» **Task to complete**
For the records below, the count of lines that hold "datastore" is required; give only that number.

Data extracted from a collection
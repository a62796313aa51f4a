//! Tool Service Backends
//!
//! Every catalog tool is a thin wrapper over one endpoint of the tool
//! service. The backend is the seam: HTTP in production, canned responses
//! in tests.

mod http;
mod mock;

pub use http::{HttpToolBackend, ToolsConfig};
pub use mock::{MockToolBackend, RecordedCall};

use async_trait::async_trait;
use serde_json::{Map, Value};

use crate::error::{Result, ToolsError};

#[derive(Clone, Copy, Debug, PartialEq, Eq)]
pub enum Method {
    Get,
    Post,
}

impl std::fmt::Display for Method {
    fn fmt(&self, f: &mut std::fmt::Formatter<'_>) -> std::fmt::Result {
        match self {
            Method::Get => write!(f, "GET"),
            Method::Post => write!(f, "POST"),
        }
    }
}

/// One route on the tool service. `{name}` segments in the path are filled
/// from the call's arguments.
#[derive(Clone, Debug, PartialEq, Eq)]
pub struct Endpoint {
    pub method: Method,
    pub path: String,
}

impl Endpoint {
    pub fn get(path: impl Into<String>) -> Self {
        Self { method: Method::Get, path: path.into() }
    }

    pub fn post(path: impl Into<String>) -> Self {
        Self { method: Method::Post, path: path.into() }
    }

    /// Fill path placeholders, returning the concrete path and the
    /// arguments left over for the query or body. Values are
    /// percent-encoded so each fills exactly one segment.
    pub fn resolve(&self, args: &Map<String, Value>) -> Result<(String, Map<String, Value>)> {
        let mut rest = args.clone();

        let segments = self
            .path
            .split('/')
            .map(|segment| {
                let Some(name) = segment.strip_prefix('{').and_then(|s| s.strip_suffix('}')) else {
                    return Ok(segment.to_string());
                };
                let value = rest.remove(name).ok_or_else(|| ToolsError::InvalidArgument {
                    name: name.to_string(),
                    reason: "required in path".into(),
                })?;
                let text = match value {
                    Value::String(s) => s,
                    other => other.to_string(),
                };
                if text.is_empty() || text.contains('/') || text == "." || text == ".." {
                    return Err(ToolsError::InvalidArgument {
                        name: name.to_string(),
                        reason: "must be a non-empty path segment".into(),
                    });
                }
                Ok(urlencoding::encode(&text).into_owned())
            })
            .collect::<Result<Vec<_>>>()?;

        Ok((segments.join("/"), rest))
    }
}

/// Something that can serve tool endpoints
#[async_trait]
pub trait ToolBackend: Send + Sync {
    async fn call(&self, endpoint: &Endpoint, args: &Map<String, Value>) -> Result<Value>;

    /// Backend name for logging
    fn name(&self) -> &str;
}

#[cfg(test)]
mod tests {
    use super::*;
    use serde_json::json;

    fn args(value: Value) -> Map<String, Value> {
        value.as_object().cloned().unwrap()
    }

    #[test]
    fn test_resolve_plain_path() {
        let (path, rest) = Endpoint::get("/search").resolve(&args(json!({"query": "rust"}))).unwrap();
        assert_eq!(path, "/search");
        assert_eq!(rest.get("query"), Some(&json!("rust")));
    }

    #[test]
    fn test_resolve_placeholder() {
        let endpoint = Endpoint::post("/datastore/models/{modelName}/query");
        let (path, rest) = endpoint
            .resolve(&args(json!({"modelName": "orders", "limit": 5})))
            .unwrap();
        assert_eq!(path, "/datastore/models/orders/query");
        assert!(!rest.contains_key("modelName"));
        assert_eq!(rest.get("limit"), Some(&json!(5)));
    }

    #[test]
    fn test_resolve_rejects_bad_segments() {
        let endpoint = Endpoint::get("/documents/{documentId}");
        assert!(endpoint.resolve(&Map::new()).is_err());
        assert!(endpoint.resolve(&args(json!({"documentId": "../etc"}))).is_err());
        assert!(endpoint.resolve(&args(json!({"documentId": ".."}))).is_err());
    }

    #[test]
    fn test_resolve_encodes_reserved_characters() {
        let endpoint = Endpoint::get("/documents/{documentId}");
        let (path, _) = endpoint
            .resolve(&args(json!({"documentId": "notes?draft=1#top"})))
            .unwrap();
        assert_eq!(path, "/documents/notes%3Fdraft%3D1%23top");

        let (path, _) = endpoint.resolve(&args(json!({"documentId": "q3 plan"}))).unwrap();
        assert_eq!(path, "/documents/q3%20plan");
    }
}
--
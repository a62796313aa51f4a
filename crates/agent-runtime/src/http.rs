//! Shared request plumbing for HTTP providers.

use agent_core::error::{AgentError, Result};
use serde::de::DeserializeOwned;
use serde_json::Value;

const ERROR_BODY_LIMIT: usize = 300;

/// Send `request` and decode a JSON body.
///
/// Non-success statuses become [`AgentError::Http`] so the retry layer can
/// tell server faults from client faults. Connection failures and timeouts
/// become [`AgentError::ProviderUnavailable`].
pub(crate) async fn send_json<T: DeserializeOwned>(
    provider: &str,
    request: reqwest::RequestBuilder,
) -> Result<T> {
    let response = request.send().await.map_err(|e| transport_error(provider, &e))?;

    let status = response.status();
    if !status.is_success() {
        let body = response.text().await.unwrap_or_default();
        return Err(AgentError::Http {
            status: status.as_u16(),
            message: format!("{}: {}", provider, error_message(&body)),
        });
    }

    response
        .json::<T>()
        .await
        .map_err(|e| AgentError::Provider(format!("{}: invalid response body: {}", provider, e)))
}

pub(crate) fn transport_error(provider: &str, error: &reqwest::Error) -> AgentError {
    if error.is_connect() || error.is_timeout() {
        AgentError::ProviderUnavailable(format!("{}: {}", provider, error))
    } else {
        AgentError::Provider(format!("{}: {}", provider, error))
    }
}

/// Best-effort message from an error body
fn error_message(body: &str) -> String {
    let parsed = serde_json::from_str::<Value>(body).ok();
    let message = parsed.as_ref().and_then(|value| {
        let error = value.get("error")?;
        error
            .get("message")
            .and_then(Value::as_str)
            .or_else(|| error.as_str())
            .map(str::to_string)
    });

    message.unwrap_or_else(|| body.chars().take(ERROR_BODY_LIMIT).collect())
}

» **Output of the task**
2